Lines that contain the string "filename" are the ones to list; copy all of them from the records.

Records excerpted from a collection
================================
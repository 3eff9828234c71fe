//! Visibility window and buffered render plan

use std::ops::Deref;

use crate::circular;

/// Ordered indices currently on screen, starting at the current index
#[derive(Debug, Clone, PartialEq, Eq, Default)]
pub struct VisibilityWindow {
    indices: Vec<usize>,
}

impl VisibilityWindow {
    /// Window of `min(max_visible, total)` indices starting at `current`
    ///
    /// Empty when `total == 0`. When `max_visible >= total` this is a full
    /// rotation of the collection starting at `current`.
    pub fn compute(current: usize, total: usize, max_visible: usize) -> Self {
        let len = max_visible.min(total);
        let mut indices = Vec::with_capacity(len);
        let mut index = current;
        while indices.len() < len {
            indices.push(index);
            // total > 0 whenever len > 0
            match circular::advance(index, total) {
                Ok(next) => index = next,
                Err(_) => break,
            }
        }
        Self { indices }
    }

    pub fn indices(&self) -> &[usize] {
        &self.indices
    }

    /// First visible index, which is the current index
    pub fn head(&self) -> Option<usize> {
        self.indices.first().copied()
    }

    /// Last visible index
    pub fn tail(&self) -> Option<usize> {
        self.indices.last().copied()
    }

    pub fn into_vec(self) -> Vec<usize> {
        self.indices
    }
}

impl Deref for VisibilityWindow {
    type Target = [usize];

    fn deref(&self) -> &[usize] {
        &self.indices
    }
}

/// One item the renderer should lay out
#[derive(Debug, Clone, Copy, PartialEq, Eq)]
pub struct RenderSlot {
    /// Logical index of the item
    pub index: usize,
    /// Whether the item is inside the window; hidden slots are buffer neighbors
    pub visible: bool,
}

impl RenderSlot {
    fn visible(index: usize) -> Self {
        Self { index, visible: true }
    }

    fn hidden(index: usize) -> Self {
        Self { index, visible: false }
    }
}

/// Slots to lay out for `window`
///
/// With `buffered` set and items left over, the window is framed by a hidden
/// leading neighbor and a hidden trailing neighbor so a drag can reveal them.
/// The trailing neighbor is dropped when it is the same item as the leading one.
pub fn render_plan(window: &VisibilityWindow, total: usize, buffered: bool) -> Vec<RenderSlot> {
    let mut slots: Vec<RenderSlot> = window.iter().copied().map(RenderSlot::visible).collect();
    if !buffered || window.len() >= total {
        return slots;
    }

    let (Some(head), Some(tail)) = (window.head(), window.tail()) else {
        return slots;
    };
    let (Ok(leading), Ok(trailing)) = (circular::retreat(head, total), circular::advance(tail, total)) else {
        return slots;
    };

    slots.insert(0, RenderSlot::hidden(leading));
    if trailing != leading {
        slots.push(RenderSlot::hidden(trailing));
    }
    slots
}
/// Everything one compilation produces.
#[derive(Debug)]
pub(crate) struct CompileOutput {
    pub main: Chunk,
    pub funcs: Vec<VmFunc>,
    /// `const` declarations: name plus the deferred value expression.
    pub consts: Vec<(Rc<str>, Chunk)>,
    /// The literal pool, extended from whatever was passed in.
    pub literals: Vec<Value>,
    /// Next anonymous-function ordinal (carried across `include`).
    pub lambda_next: u32,
}

/// Compiles a source buffer.
///
/// `literals` seeds the pool (pass the VM's pool when compiling an included
/// file so indices keep lining up); `lambda_start` continues the anonymous
/// function numbering.
pub(crate) fn compile_source(
    src: &str,
    literals: Vec<Value>,
    lambda_start: u32,
) -> Result<CompileOutput, Vec<CompileError>> {
    let tokens = match lexer::tokenize(src) {
        Ok(tokens) => tokens,
        Err((line, message)) => return Err(vec![CompileError::new(line, message)]),
    };
    let (stmts, mut errors) = parse::parse_program(&tokens);
    let mut gen = Generator::new(literals, lambda_start);
    gen.stmts(&stmts);
    gen.chunk.emit(Opcode::Done, 0, 0, P3::None);
    errors.extend(gen.errors);
    if errors.is_empty() {
        Ok(CompileOutput {
            main: gen.chunk,
            funcs: gen.funcs,
            consts: gen.consts,
            literals: gen.literals,
            lambda_next: gen.lambda_counter,
        })
    } else {
        errors.truncate(COMPILE_ERROR_LIMIT);
        Err(errors)
    }
}
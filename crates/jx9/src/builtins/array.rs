//! Native hashmap builtins: `array_push`, `array_pop`, `array_shift`.
//!
//! These mutate the argument map in place through its shared reference; the
//! higher-level array helpers (`array_keys`, `array_merge`, `in_array`, …)
//! live in the compiled-in script prelude.

use crate::{
    error::Severity,
    value::Value,
    vm::{CallContext, FnResult, Vm},
};

pub(super) fn install(vm: &mut Vm) {
    vm.register_function("array_push", array_push);
    vm.register_function("array_pop", array_pop);
    vm.register_function("array_shift", array_shift);
}

/// Appends every further argument under automatic indices; returns the new
/// entry count.
fn array_push(ctx: &mut CallContext<'_>) -> FnResult {
    let Some(Value::Map(id)) = ctx.arg(0) else {
        ctx.throw(Severity::Warning, "expecting a JSON array");
        ctx.result_bool(false);
        return FnResult::Ok;
    };
    let id = *id;
    for idx in 1..ctx.arg_count() {
        let value = match ctx.arg(idx) {
            Some(Value::Map(child)) => {
                let child = *child;
                ctx.vm.heap.inc_ref(child);
                Value::Map(child)
            }
            Some(other) => other.clone_immediate(),
            None => Value::Null,
        };
        ctx.vm.heap.get_mut(id).push(value);
    }
    let count = i64::try_from(ctx.vm.heap.get(id).len()).unwrap_or(i64::MAX);
    ctx.result_int(count);
    FnResult::Ok
}

/// Removes and returns the last entry (null when empty).
fn array_pop(ctx: &mut CallContext<'_>) -> FnResult {
    let Some(Value::Map(id)) = ctx.arg(0) else {
        ctx.throw(Severity::Warning, "expecting a JSON array");
        ctx.result_null();
        return FnResult::Ok;
    };
    let id = *id;
    match ctx.vm.heap.get_mut(id).pop_last() {
        Some((_, value)) => ctx.set_result(value),
        None => ctx.result_null(),
    }
    FnResult::Ok
}

/// Removes and returns the first entry (null when empty).
fn array_shift(ctx: &mut CallContext<'_>) -> FnResult {
    let Some(Value::Map(id)) = ctx.arg(0) else {
        ctx.throw(Severity::Warning, "expecting a JSON array");
        ctx.result_null();
        return FnResult::Ok;
    };
    let id = *id;
    match ctx.vm.heap.get_mut(id).shift_first() {
        Some((_, value)) => ctx.set_result(value),
        None => ctx.result_null(),
    }
    FnResult::Ok
}
//! End-to-end scenarios: whole scripts in, exact output bytes out.

use jx9::{Engine, ExecStatus};
use pretty_assertions::assert_eq;

fn run(src: &str) -> String {
    let engine = Engine::new();
    let mut vm = engine.compile("test.jx9", src).expect("script compiles");
    vm.collect_output();
    vm.exec();
    String::from_utf8(vm.take_output().expect("collection enabled")).expect("utf8 output")
}

#[test]
fn arithmetic_coerces_string_operands() {
    assert_eq!(run(r#"print 2 + "3 apples";"#), "5");
}

#[test]
fn autovivification_and_json_round_trip() {
    let out = run(r#"$a = {}; $a.users[0].name = "Ada"; $a.users[0].born = 1815; print json_encode($a);"#);
    assert_eq!(out, r#"{"users":[{"name":"Ada","born":1815}]}"#);
}

#[test]
fn foreach_with_key_binding() {
    let out = run("$m = {a:1, b:2, c:3}; foreach($m as $k, $v){ print $k.'='.$v.'|'; }");
    assert_eq!(out, "a=1|b=2|c=3|");
}

#[test]
fn switch_falls_through_without_break() {
    let out = run(
        r#"$x = 2; switch($x){ case 1: print "one"; break; case 2: print "two"; case 3: print "three"; break; default: print "d"; }"#,
    );
    assert_eq!(out, "twothree");
}

#[test]
fn switch_takes_default_when_nothing_matches() {
    let out = run(r#"switch(9){ case 1: print "one"; break; default: print "d"; }"#);
    assert_eq!(out, "d");
}

#[test]
fn function_overloading_by_signature() {
    let out = run(
        r#"function foo(int $a){ return $a; } function foo(string $a){ return $a; } print foo(5); print '|'; print foo("hi");"#,
    );
    assert_eq!(out, "5|hi");
}

#[test]
fn division_by_zero_recovers_with_warning() {
    let engine = Engine::new();
    let mut vm = engine.compile("t.jx9", "$r = 10 / 0; print $r;").unwrap();
    vm.collect_output();
    vm.collect_errors();
    vm.enable_error_reporting(true);
    assert_eq!(vm.exec(), ExecStatus::Done);
    assert_eq!(vm.take_output().unwrap(), b"0");
    let errors = String::from_utf8(vm.take_error_output().unwrap()).unwrap();
    assert_eq!(errors, "t.jx9 Warning: Division by zero\n");
}

#[test]
fn string_interpolation_resolves_variables_and_paths() {
    assert_eq!(run(r#"$name = "World"; print "Hello $name!";"#), "Hello World!");
    assert_eq!(run(r#"$u = {name: "Ada"}; print "Hi $u.name.";"#), "Hi Ada.");
    assert_eq!(run(r#"$a = [7]; print "got $a[0]";"#), "got 7");
}

#[test]
fn single_quotes_keep_escapes_verbatim() {
    assert_eq!(run(r"print 'a\nb';"), "a\\nb");
    assert_eq!(run(r#"print "a\nb";"#), "a\nb");
}

#[test]
fn exit_records_status_and_stops() {
    let engine = Engine::new();
    let mut vm = engine.compile("t.jx9", r#"print "a"; exit(3); print "b";"#).unwrap();
    vm.collect_output();
    assert_eq!(vm.exec(), ExecStatus::Halt(3));
    assert_eq!(vm.exit_status(), 3);
    assert_eq!(vm.take_output().unwrap(), b"a");
}

#[test]
fn die_with_message_prints_it() {
    let engine = Engine::new();
    let mut vm = engine.compile("t.jx9", r#"die("bye");"#).unwrap();
    vm.collect_output();
    assert_eq!(vm.exec(), ExecStatus::Halt(0));
    assert_eq!(vm.take_output().unwrap(), b"bye");
}

#[test]
fn top_level_return_surfaces_to_host() {
    let engine = Engine::new();
    let mut vm = engine.compile("t.jx9", "return {x: 1, y: [2, 3]};").unwrap();
    vm.silence_output();
    assert_eq!(vm.exec(), ExecStatus::Done);
    let value = vm.return_object().expect("program returned a value");
    let jx9::Object::Map(entries) = value else {
        panic!("expected an object, got {value:?}");
    };
    assert_eq!(entries[0].0, "x");
    assert_eq!(entries[0].1, jx9::Object::Int(1));
    assert_eq!(entries[1].1, jx9::Object::Array(vec![jx9::Object::Int(2), jx9::Object::Int(3)]));
}

#[test]
fn output_length_counts_bytes() {
    let engine = Engine::new();
    let mut vm = engine.compile("t.jx9", "print 'abcd';").unwrap();
    vm.collect_output();
    vm.exec();
    assert_eq!(vm.output_length(), 4);
}

#[test]
fn reset_allows_rerunning() {
    let engine = Engine::new();
    let mut vm = engine.compile("t.jx9", "$n = 1; print $n + 1;").unwrap();
    vm.collect_output();
    vm.exec();
    assert_eq!(vm.take_output().unwrap(), b"2");
    vm.reset();
    vm.exec();
    assert_eq!(vm.take_output().unwrap(), b"2");
}
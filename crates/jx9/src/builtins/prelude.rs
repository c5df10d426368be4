//! The compiled-in script prelude.
//!
//! Array helpers that need no native support are written in the scripting
//! language itself and compiled into every VM at creation, the same way the
//! engine's other functions register. A user function with the same name
//! wins: prelude entries install only for names not already taken.

use crate::{compile, value::Value, vm::Vm};

const PRELUDE: &str = r#"
function abs($x){
    if( $x < 0 ){ return 0 - $x; }
    return $x;
}
function max(){
    $args = func_get_args();
    if( sizeof($args) < 1 ){ return null; }
    if( sizeof($args) == 1 ){
        if( !is_array($args[0]) ){ return $args[0]; }
        $args = $args[0];
    }
    $found = false;
    $cur = null;
    foreach($args as $v){
        if( $found == false || $v > $cur ){ $cur = $v; $found = true; }
    }
    return $cur;
}
function min(){
    $args = func_get_args();
    if( sizeof($args) < 1 ){ return null; }
    if( sizeof($args) == 1 ){
        if( !is_array($args[0]) ){ return $args[0]; }
        $args = $args[0];
    }
    $found = false;
    $cur = null;
    foreach($args as $v){
        if( $found == false || $v < $cur ){ $cur = $v; $found = true; }
    }
    return $cur;
}
function in_array($needle, $haystack){
    if( !is_array($haystack) ){ return false; }
    foreach($haystack as $v){
        if( $v == $needle ){ return true; }
    }
    return false;
}
function array_keys($arr){
    $out = [];
    if( is_array($arr) ){
        foreach($arr as $k, $v){ $out[] = $k; }
    }
    return $out;
}
function array_values($arr){
    $out = [];
    if( is_array($arr) ){
        foreach($arr as $k, $v){ $out[] = $v; }
    }
    return $out;
}
function array_merge(){
    $args = func_get_args();
    $out = [];
    foreach($args as $arr){
        if( !is_array($arr) ){ continue; }
        foreach($arr as $k, $v){
            if( is_int($k) ){ $out[] = $v; }
            else { $out[$k] = $v; }
        }
    }
    return $out;
}
"#;

pub(super) fn install(vm: &mut Vm) {
    let literals: Vec<Value> = vm.literals.iter().map(Value::clone_immediate).collect();
    match compile::compile_source(PRELUDE, literals, vm.lambda_next) {
        Ok(out) => {
            vm.literals = out.literals;
            vm.lambda_next = out.lambda_next;
            for func in out.funcs {
                if !vm.funcs.contains_key(&*func.name) {
                    vm.install_func(func);
                }
            }
        }
        Err(errors) => debug_assert!(false, "prelude failed to compile: {errors:?}"),
    }
}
================================
§ ANSWER SPACE:
filename crates/jx9/src/builtins/array.rs
filename crates/jx9/src/builtins/prelude.rs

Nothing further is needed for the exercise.